Now imagine them making laws and policy and regulations on things like tiktok, social media, artificial intelligence, student loans, minimum wage, housing or literally anything that impacts the millions of people under 40.
He's been in office longer than people under 40 have been alive. He was born in 1933. He legit remembers WWII (in his lucid moments). He could have purchased a home from a Sears catalog with his paper route money.
Being old doesn't necessarily mean you are out of touch--it could just mean you are wise and have tons of experience but add in the fact that you are an old senator who has been in office since 1981--and I can almost certainly say you are out of touch.
What do you have in common with the average Iowan at this point? Would could you possibly have in common?
In fairness, they're mostly just in position to hit the "Yes"/"No" buttons. The actual written policy is produced by think tanks and lobbyists, then passed on to the legislators to submit under their own names.

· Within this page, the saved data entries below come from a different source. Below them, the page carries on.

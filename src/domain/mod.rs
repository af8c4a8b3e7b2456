//! Core domain types and analysis logic.

pub mod backtest;
pub mod config;
pub mod config_validation;
pub mod error;
pub mod execution;
pub mod indicator;
pub mod metrics;
pub mod ohlcv;
pub mod position;
pub mod scanner;
pub mod scorer;
pub mod strategy;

The 80 to 90 year olds in your life are for the most part not like the 80 to 90 year olds in Congress.
Study after study on aging and mental acuity proves that how you occupy your brain day to day in your younger years pretty much predicts how lucid and sharp you will be in old age.
These are my personal observations: I know a lot of old people. Aside from being a fly fisherman, a sport dominated by old guys, for many years I represented old people in legal cases against certain product manufacturers. By and large, guys who were engineers, say, are much sharper, have better memory, are less angry, and more rational. Similarly, the smartest and wisest old people I know are were career trial lawyers and judges. They had careers that demand intense focus, analysis, and memory, and they are sharper and quicker mentally than many thirty-somethings that I know.
Plenty of young people spend the day bouncing from one distraction or vice to the next, punching the clock, and basically spend their lives regressing and their brains get soft.
Fluid intelligence declines with age beginning at 30, no amount of brain training can prevent an 80 year old from having meaningful and significant cognitive decline.
LOL you gave a whole lot of anecdotes. Yes, being active and mentally engaged CAN decrease the effects of aging and prolong life. There is no guarantee, however. You see this with people who smoke for decades and are perfectly fine while that vegan you know who does yoga every day suddenly died of cancer.
What you've just said is one of the most insanely idiotic things I have ever heard. At no point in your rambling, incoherent response were you even close to anything that could be considered a rational thought. Everyone in this room is now dumber for having listened to it.
I get it, but it doesn't really seem like it applies here.
People definitely either don't agree or don't like it, and like someone else pointed out is very anecdotal, but he's not making some nonsense speech here.